A cura di OptometriaOggi
La crescente prevalenza della miopia ha portato negli ultimi anni a sviluppare una serie di interventi finalizzati a rallentare la crescita del bulbo oculare che è all’origine del difetto refrattivo. L’obiettivo principale è quello di contenere la miopia elevata (la miopia che supera -6.00D) che sembra portare ad un aumento delle disabilità visive per i rischi di condizioni patologiche associati all’allungamento assiale, soprattutto in età avanzata, come il distacco di retina, la maculopatia miopica, il glaucoma ad angolo aperto, la cataratta sottocapsulare posteriore.
Tra i metodi per rallentare la progressione della miopia si usa distinguere quelli farmacologici da quelli ottici, e in questi ultimi una differenza importante è tra quelli che utilizzano lenti a contatto o occhiali. Atropina, ortocheratologia, lenti a contatto morbide e occhiali con defocus miopico periferico sono stati valutati dalla ricerca scientifica e hanno mostrato una efficacia clinicamente significativa, che in pratica significa una riduzione superiore al 50% della progressione della miopia, la cui misura standard è ormai considerato l’aumento della lunghezza assiale del bulbo oculare.
Ma, come per i vaccini anti Covid da somministrare ai più giovani, ci dobbiamo necessariamente porre una domanda: queste procedure comportano dei rischi? E se sì, tali rischi sono inferiori o superiori ai rischi di patologie connesse all’allungamento assiale? Rispondere a questa domanda è essenziale: se infatti i rischi di eventi avversi connessi al trattamento fossero percentualmente superiori a quelli di incorrere in condizioni patologiche non facendo niente e lasciando che la miopia aumenti, dovremmo rivalutare le nostre strategie di intervento.
A questa domanda ha tentato di rispondere un gruppo di ricercatori di varie università, con uno studio i cui risultati sono apparsi recentemente su Ophthalmology.
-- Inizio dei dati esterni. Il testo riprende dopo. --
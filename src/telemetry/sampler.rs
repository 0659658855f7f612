//! Periodic telemetry sampling for the lifetime of a session.
//!
//! The sampler is one long-lived task, independent of phase boundaries. It
//! owns the `ThrottleDetector`, so samples reach the detector strictly in
//! arrival order; samples and events are pushed into the `ResultAggregator`.

use chrono::Utc;
use serde::{Deserialize, Serialize};
use std::sync::Arc;
use std::time::Duration;
use tokio::sync::watch;
use tokio::task::JoinHandle;
use tokio::time::MissedTickBehavior;

use super::probe::ProbeParser;
use super::throttle::ThrottleDetector;
use crate::aggregator::ResultAggregator;
use crate::error::{ExecError, HarnessError};
use crate::models::TelemetrySample;
use crate::target::{wait_cancelled, RemoteExecutor};

/// Floor for the tick period and probe timeout; `tokio::time::interval`
/// panics on a zero period.
pub const MIN_SAMPLE_INTERVAL: Duration = Duration::from_millis(100);

#[derive(Clone, Debug)]
pub struct SamplerSettings {
    pub interval: Duration,
    pub probe_command: String,
    /// Upper bound for one probe read
    pub probe_timeout: Duration,
}

impl SamplerSettings {
    pub fn new(interval: Duration, probe_command: impl Into<String>) -> Self {
        SamplerSettings {
            interval,
            probe_command: probe_command.into(),
            probe_timeout: interval,
        }
    }
}

#[derive(Clone, Copy, Debug, Default, PartialEq, Eq, Serialize, Deserialize)]
pub struct SamplerStats {
    pub samples: u64,
    pub missing: u64,
    pub throttle_events: u64,
}

pub struct TelemetrySampler;

impl TelemetrySampler {
    /// Spawn the sampling task. The first sample is taken immediately.
    pub fn start(
        executor: Arc<dyn RemoteExecutor>,
        settings: SamplerSettings,
        detector: ThrottleDetector,
        aggregator: ResultAggregator,
    ) -> SamplerHandle {
        let (stop_tx, stop_rx) = watch::channel(false);
        log::info!(
            "[Sampler] Starting telemetry sampling every {:?}",
            settings.interval
        );
        let join = tokio::spawn(sample_loop(executor, settings, detector, aggregator, stop_rx));
        SamplerHandle { stop_tx, join }
    }
}

/// Stops the sampler; dropping the handle without `stop()` also ends the task
/// at its next tick.
pub struct SamplerHandle {
    stop_tx: watch::Sender<bool>,
    join: JoinHandle<SamplerStats>,
}

impl SamplerHandle {
    /// Signal the task and wait for it; an in-flight probe is cancelled.
    pub async fn stop(self) -> SamplerStats {
        let _ = self.stop_tx.send(true);
        match self.join.await {
            Ok(stats) => {
                log::info!(
                    "[Sampler] Stopped after {} samples ({} missing, {} throttle events)",
                    stats.samples,
                    stats.missing,
                    stats.throttle_events
                );
                stats
            }
            Err(e) => {
                log::error!("[Sampler] Sampling task failed: {}", e);
                SamplerStats::default()
            }
        }
    }
}

async fn sample_loop(
    executor: Arc<dyn RemoteExecutor>,
    settings: SamplerSettings,
    mut detector: ThrottleDetector,
    aggregator: ResultAggregator,
    mut stop_rx: watch::Receiver<bool>,
) -> SamplerStats {
    let mut parser = ProbeParser::new();
    let mut stats = SamplerStats::default();
    if settings.interval < MIN_SAMPLE_INTERVAL {
        log::warn!(
            "[Sampler] Interval {:?} raised to {:?}",
            settings.interval,
            MIN_SAMPLE_INTERVAL
        );
    }
    let probe_timeout = settings.probe_timeout.max(MIN_SAMPLE_INTERVAL);
    let mut ticker = tokio::time::interval(settings.interval.max(MIN_SAMPLE_INTERVAL));
    ticker.set_missed_tick_behavior(MissedTickBehavior::Delay);

    loop {
        tokio::select! {
            biased;
            _ = wait_cancelled(&mut stop_rx) => break,
            _ = ticker.tick() => {}
        }

        let result = executor
            .execute(&settings.probe_command, probe_timeout, stop_rx.clone())
            .await;
        let sample = match result {
            Ok(output) if output.success() => parser.parse(&output.stdout, Utc::now()),
            Ok(output) => {
                log::debug!(
                    "[Sampler] Probe exited with {}: {}",
                    output.exit_code,
                    output.stderr.trim()
                );
                TelemetrySample::missing(Utc::now())
            }
            Err(ExecError::Cancelled) => break,
            Err(e) => {
                log::debug!("[Sampler] {}", HarnessError::TelemetryUnavailable(e.to_string()));
                TelemetrySample::missing(Utc::now())
            }
        };

        stats.samples += 1;
        if sample.is_missing() {
            stats.missing += 1;
        }
        if let Some(event) = detector.observe(&sample) {
            stats.throttle_events += 1;
            aggregator.record_throttle(event);
        }
        aggregator.record_sample(sample);
    }

    stats
}

#[cfg(test)]
mod tests {
    use super::*;
    use crate::config::Thresholds;
    use crate::target::{ScriptedExecutor, ScriptedResponse};

    fn reading(freq_mhz: u32, temp_c: u32) -> ScriptedResponse {
        ScriptedResponse::output(format!("freq_mhz={}\ntemp_c={}\n", freq_mhz, temp_c))
    }

    #[tokio::test(start_paused = true)]
    async fn test_samples_every_interval_until_stopped() {
        let exec = ScriptedExecutor::new().on("probe", reading(1800, 55));
        let aggregator = ResultAggregator::new();
        let handle = TelemetrySampler::start(
            Arc::new(exec.clone()),
            SamplerSettings::new(Duration::from_secs(5), "probe"),
            ThrottleDetector::new(&Thresholds::default()),
            aggregator.clone(),
        );

        // ticks at 0, 5, 10, 15, 20
        tokio::time::sleep(Duration::from_secs(22)).await;
        let stats = handle.stop().await;

        assert_eq!(stats.samples, 5);
        assert_eq!(stats.missing, 0);
        let snapshot = aggregator.snapshot();
        assert_eq!(snapshot.telemetry.len(), 5);
        assert_eq!(snapshot.telemetry[0].frequency_mhz, Some(1800.0));
        assert_eq!(exec.invocation_count("probe"), 5);
    }

    #[tokio::test(start_paused = true)]
    async fn test_zero_interval_still_samples() {
        let exec = ScriptedExecutor::new().on("probe", reading(1800, 55));
        let handle = TelemetrySampler::start(
            Arc::new(exec),
            SamplerSettings::new(Duration::ZERO, "probe"),
            ThrottleDetector::new(&Thresholds::default()),
            ResultAggregator::new(),
        );
        tokio::time::sleep(Duration::from_millis(250)).await;
        let stats = handle.stop().await;
        assert!(stats.samples >= 2, "sampler died: {:?}", stats);
        assert_eq!(stats.missing, 0);
    }

    #[tokio::test(start_paused = true)]
    async fn test_failed_probe_is_missing_sample() {
        let exec = ScriptedExecutor::new().on_sequence(
            "probe",
            vec![
                reading(1800, 55),
                ScriptedResponse::fail(1, "no sensors"),
                ScriptedResponse::Hang,
            ],
        );
        let aggregator = ResultAggregator::new();
        let handle = TelemetrySampler::start(
            Arc::new(exec),
            SamplerSettings::new(Duration::from_secs(1), "probe"),
            ThrottleDetector::new(&Thresholds::default()),
            aggregator.clone(),
        );
        tokio::time::sleep(Duration::from_millis(3500)).await;
        let stats = handle.stop().await;

        assert!(stats.samples >= 3);
        assert_eq!(stats.missing, stats.samples - 1);
        let snapshot = aggregator.snapshot();
        assert!(!snapshot.telemetry[0].is_missing());
        assert!(snapshot.telemetry[1].is_missing());
    }

    #[tokio::test(start_paused = true)]
    async fn test_throttle_events_reach_aggregator() {
        let exec = ScriptedExecutor::new().on_sequence(
            "probe",
            vec![reading(0, 40), reading(2000, 70), reading(1500, 80), reading(1500, 81)],
        );
        let aggregator = ResultAggregator::new();
        let handle = TelemetrySampler::start(
            Arc::new(exec),
            SamplerSettings::new(Duration::from_secs(1), "probe"),
            ThrottleDetector::new(&Thresholds::default()),
            aggregator.clone(),
        );
        tokio::time::sleep(Duration::from_millis(4500)).await;
        let stats = handle.stop().await;

        assert_eq!(stats.throttle_events, 1);
        let snapshot = aggregator.snapshot();
        assert_eq!(snapshot.throttle_events.len(), 1);
        assert_eq!(snapshot.throttle_events[0].frequency_mhz, 1500.0);
    }
}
L’analisi utilizzata è assai complessa e qui ci limitiamo a riportarne alcuni risultati e le conclusioni principali.
Gli autori presentano prima una sintesi sui rischi legati al porto degli occhiali, all’uso dell’atropina e al porto di lenti a contatto, specialmente nei bambini. Su quest’ultimo argomento i professionisti sono particolarmente sensibili, in particolare per il rischio di cheratite batterica. Il tema è stato ultimamente trattato in molti lavori scientifici e abbiamo già riportato i risultati di due lavori (una review e uno studio retrospettivo) in un numero precedente di Optometria Oggi.
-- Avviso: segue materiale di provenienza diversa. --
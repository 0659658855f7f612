//! Frequency-drop-under-heat throttle heuristic.
//!
//! Stateful and order dependent: samples must be fed in arrival order by a
//! single consumer (the sampler task owns the detector).

use crate::config::Thresholds;
use crate::models::{TelemetrySample, ThrottleEvent};

#[derive(Clone, Debug)]
pub struct ThrottleDetector {
    noise_floor_mhz: f64,
    drop_percent: f64,
    heat_c: f64,
    last_valid_frequency: Option<f64>,
}

impl ThrottleDetector {
    pub fn new(thresholds: &Thresholds) -> Self {
        ThrottleDetector {
            noise_floor_mhz: thresholds.noise_floor_mhz,
            drop_percent: thresholds.drop_percent,
            heat_c: thresholds.heat_c,
            last_valid_frequency: None,
        }
    }

    pub fn last_valid_frequency(&self) -> Option<f64> {
        self.last_valid_frequency
    }

    /// Feed the next sample. Returns an event when the clock fell more than
    /// the drop threshold below the last warmed-up reading while the target
    /// was above the heat threshold.
    ///
    /// Readings at or below the noise floor (cold start, idle sensor glitches)
    /// neither raise events nor become the new baseline.
    pub fn observe(&mut self, sample: &TelemetrySample) -> Option<ThrottleEvent> {
        let frequency = sample.frequency_mhz.filter(|f| *f > self.noise_floor_mhz)?;
        let previous = self.last_valid_frequency.replace(frequency)?;

        let drop_percent = (previous - frequency) / previous * 100.0;
        let temperature = sample.temperature_c?;
        if drop_percent > self.drop_percent && temperature > self.heat_c {
            log::warn!(
                "[Throttle] {:.0} -> {:.0} MHz ({:.1}% drop) at {:.1}°C",
                previous,
                frequency,
                drop_percent,
                temperature
            );
            return Some(ThrottleEvent {
                timestamp: sample.timestamp,
                drop_percent,
                previous_frequency_mhz: previous,
                frequency_mhz: frequency,
                temperature_c: temperature,
            });
        }
        None
    }
}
Le conclusioni dello studio sono che i potenziali benefici delle procedure di controllo della miopia superano di gran lunga i rischi. Basti pensare che ogni diottria di aumento della miopia porta ad un incremento del 57%, 20%, 21% e 30% del rischio, rispettivamente, di maculopatia miopica, glaucoma ad angolo aperto, cataratta sottocapsulare posteriore e distacco di retina.
Gli autori hanno anche calcolato il numero medio di anni di disabilità visiva, vissuti in età avanzata, dei pazienti con diverso grado di miopia. Come si può vedere dal grafico sottostante, tratto dallo studio, ogni aumento di una diottria di miopia porta ad un corrispondente aumento del rischio percentuale di avere una disabilità visiva e ad un aumento del numero di anni vissuti con tale minorazione. Trattare la miopia in giovane età (l’effetto è massimo se si inizia il trattamento immediatamente all’insorgere della miopia) sembra portare proporzionalmente a molti vantaggi in età avanzata, con una riduzione significativa degli anni medi di disabilità.
l grafico mostra il numero di anni e le percentuali di rischio di vivere con disabilità visiva in relazione all’entità della miopia sviluppata nella prima parte della vita.
Fonte:
M. A. Bullimore, E. R. Ritchey, S. Shah, N. Leveziel, R. R. A. Bourne, and D. I. Flitcroft, “The Risks and Benefits of Myopia Control,” Ophthalmology, pp. 1–19, 2021, doi: 10.1016/j.ophtha.2021.04.032.